◆ **WORK REQUEST**
Give back an exact copy of the lines in the records below, from the line that has "#[derive(Debug, Clone, PartialEq, Eq)]" through the line that has "for delta in", and nothing besides.

◆ **EXERCISE DATA**
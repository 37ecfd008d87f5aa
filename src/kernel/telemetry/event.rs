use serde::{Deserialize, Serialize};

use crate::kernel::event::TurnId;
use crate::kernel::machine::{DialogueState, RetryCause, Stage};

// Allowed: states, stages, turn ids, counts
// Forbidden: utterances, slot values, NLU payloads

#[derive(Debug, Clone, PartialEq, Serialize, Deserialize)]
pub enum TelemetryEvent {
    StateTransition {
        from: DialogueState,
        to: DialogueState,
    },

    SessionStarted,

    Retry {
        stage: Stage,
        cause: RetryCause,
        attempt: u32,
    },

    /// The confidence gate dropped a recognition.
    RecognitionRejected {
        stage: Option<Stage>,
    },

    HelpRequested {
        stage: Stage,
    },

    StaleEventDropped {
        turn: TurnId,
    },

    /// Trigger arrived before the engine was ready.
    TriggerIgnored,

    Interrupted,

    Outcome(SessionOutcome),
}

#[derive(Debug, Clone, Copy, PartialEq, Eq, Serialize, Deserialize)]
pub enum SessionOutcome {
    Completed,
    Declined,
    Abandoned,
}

==

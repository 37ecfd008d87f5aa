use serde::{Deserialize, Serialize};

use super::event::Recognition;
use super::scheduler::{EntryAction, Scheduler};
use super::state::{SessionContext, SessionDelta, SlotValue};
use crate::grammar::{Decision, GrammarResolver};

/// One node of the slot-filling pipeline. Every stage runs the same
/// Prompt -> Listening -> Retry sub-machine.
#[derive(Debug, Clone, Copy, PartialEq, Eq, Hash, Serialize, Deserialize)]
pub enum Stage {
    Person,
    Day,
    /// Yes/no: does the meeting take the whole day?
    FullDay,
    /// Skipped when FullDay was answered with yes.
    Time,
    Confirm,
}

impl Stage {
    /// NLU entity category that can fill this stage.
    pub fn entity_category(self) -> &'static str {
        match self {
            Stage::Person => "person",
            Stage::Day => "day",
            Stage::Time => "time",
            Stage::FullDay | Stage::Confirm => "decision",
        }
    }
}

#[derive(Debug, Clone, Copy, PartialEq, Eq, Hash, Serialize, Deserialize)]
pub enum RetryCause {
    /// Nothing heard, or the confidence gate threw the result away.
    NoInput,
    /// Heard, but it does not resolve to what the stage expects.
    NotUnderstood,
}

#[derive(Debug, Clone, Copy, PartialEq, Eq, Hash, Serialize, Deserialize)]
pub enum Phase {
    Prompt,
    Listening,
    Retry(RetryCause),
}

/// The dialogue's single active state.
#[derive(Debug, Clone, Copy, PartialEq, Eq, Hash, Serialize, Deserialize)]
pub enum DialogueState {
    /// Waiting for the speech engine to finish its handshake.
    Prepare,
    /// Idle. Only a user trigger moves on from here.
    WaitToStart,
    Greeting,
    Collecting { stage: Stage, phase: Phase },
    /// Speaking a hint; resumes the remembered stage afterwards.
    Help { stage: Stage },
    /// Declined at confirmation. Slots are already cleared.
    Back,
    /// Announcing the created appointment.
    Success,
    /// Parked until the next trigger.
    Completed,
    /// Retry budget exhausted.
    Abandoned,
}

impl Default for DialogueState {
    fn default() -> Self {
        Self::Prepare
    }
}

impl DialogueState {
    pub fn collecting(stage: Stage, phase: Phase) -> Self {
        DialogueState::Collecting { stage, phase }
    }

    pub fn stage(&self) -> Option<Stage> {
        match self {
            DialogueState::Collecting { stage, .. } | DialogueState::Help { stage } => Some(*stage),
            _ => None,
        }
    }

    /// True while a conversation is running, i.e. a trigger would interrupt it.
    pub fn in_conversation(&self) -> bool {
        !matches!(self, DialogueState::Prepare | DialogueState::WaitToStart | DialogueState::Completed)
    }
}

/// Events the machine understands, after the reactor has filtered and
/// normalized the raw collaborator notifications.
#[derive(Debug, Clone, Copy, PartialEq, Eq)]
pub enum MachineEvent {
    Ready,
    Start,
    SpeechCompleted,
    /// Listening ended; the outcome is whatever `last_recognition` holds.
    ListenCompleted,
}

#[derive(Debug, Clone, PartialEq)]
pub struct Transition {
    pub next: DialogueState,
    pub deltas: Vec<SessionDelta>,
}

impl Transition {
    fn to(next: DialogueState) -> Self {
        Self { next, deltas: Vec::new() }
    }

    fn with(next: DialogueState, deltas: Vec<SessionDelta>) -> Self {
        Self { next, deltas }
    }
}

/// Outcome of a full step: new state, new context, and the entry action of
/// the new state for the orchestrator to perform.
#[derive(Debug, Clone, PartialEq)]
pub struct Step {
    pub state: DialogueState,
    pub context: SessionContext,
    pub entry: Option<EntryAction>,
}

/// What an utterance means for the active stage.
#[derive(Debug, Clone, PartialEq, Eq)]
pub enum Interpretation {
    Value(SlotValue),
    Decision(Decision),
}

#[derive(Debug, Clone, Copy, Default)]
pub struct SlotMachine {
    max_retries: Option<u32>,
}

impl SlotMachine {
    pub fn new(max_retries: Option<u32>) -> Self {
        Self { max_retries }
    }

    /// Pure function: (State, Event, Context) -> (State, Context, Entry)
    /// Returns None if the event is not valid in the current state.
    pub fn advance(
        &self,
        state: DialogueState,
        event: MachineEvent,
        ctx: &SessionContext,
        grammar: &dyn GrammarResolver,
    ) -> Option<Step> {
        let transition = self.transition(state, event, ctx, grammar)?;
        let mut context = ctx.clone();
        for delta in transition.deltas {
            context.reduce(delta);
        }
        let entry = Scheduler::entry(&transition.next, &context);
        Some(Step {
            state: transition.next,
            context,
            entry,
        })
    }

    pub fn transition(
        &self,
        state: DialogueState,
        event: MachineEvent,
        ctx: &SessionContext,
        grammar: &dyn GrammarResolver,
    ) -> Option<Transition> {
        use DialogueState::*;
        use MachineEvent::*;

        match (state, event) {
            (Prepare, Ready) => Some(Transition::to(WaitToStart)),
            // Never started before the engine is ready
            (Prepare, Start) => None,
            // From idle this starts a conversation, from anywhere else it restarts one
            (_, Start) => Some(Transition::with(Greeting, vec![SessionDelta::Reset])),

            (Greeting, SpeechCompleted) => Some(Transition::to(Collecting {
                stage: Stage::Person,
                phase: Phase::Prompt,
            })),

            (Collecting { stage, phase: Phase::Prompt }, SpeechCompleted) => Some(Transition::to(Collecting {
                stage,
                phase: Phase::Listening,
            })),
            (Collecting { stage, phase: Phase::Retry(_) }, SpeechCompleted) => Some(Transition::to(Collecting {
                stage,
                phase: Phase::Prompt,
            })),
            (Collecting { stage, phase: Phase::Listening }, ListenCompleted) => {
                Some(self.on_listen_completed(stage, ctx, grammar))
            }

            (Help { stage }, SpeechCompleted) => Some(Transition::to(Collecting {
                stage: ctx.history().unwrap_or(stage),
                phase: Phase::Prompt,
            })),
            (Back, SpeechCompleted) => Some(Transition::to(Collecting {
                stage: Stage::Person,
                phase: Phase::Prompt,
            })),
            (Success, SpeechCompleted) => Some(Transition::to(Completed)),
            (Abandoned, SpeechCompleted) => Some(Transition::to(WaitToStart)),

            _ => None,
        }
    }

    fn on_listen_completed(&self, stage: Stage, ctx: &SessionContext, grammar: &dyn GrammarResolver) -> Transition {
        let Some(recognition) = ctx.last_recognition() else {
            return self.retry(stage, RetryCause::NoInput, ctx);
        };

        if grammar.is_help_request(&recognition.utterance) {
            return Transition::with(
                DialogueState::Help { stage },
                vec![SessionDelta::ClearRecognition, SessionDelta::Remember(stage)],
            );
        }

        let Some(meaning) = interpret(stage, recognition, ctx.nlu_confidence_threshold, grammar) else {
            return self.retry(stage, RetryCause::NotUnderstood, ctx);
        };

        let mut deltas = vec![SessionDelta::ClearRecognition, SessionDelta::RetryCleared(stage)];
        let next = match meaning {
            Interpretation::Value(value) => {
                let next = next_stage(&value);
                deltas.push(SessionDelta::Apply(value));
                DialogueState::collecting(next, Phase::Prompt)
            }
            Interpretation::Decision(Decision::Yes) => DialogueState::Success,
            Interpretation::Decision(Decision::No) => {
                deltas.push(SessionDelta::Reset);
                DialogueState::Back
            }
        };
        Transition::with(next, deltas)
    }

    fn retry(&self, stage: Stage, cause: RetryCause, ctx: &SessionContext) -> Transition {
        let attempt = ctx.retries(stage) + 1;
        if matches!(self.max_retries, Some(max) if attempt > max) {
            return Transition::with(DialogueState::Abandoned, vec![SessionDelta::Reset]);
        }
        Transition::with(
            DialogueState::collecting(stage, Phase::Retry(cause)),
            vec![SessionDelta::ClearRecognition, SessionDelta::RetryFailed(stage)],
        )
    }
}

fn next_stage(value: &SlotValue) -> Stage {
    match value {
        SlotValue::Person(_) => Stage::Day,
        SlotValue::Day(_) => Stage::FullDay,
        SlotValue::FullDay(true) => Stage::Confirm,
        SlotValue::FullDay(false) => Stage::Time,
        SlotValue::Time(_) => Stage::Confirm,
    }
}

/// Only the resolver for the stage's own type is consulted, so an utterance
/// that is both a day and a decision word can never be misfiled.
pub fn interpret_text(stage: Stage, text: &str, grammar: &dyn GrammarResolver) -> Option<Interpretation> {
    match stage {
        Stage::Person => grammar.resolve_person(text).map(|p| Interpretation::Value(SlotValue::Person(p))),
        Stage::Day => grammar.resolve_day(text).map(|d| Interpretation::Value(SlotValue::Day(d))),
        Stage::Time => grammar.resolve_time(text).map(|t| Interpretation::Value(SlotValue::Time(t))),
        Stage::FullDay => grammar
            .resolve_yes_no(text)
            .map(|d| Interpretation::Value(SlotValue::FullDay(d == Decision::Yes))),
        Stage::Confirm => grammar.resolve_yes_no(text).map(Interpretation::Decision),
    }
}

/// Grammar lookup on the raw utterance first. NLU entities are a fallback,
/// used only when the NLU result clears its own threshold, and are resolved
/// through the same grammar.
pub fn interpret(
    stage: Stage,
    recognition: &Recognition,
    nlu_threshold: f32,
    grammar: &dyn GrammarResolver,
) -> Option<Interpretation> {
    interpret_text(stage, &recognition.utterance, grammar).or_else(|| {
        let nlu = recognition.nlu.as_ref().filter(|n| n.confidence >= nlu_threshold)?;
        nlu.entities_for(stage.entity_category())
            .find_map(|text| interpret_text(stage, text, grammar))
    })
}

◆ **SOLVED EXERCISE**
#[derive(Debug, Clone, PartialEq, Eq)]
pub enum Interpretation {
    Value(SlotValue),
    Decision(Decision),
}

#[derive(Debug, Clone, Copy, Default)]
pub struct SlotMachine {
    max_retries: Option<u32>,
}

impl SlotMachine {
    pub fn new(max_retries: Option<u32>) -> Self {
        Self { max_retries }
    }

    /// Pure function: (State, Event, Context) -> (State, Context, Entry)
    /// Returns None if the event is not valid in the current state.
    pub fn advance(
        &self,
        state: DialogueState,
        event: MachineEvent,
        ctx: &SessionContext,
        grammar: &dyn GrammarResolver,
    ) -> Option<Step> {
        let transition = self.transition(state, event, ctx, grammar)?;
        let mut context = ctx.clone();
        for delta in transition.deltas {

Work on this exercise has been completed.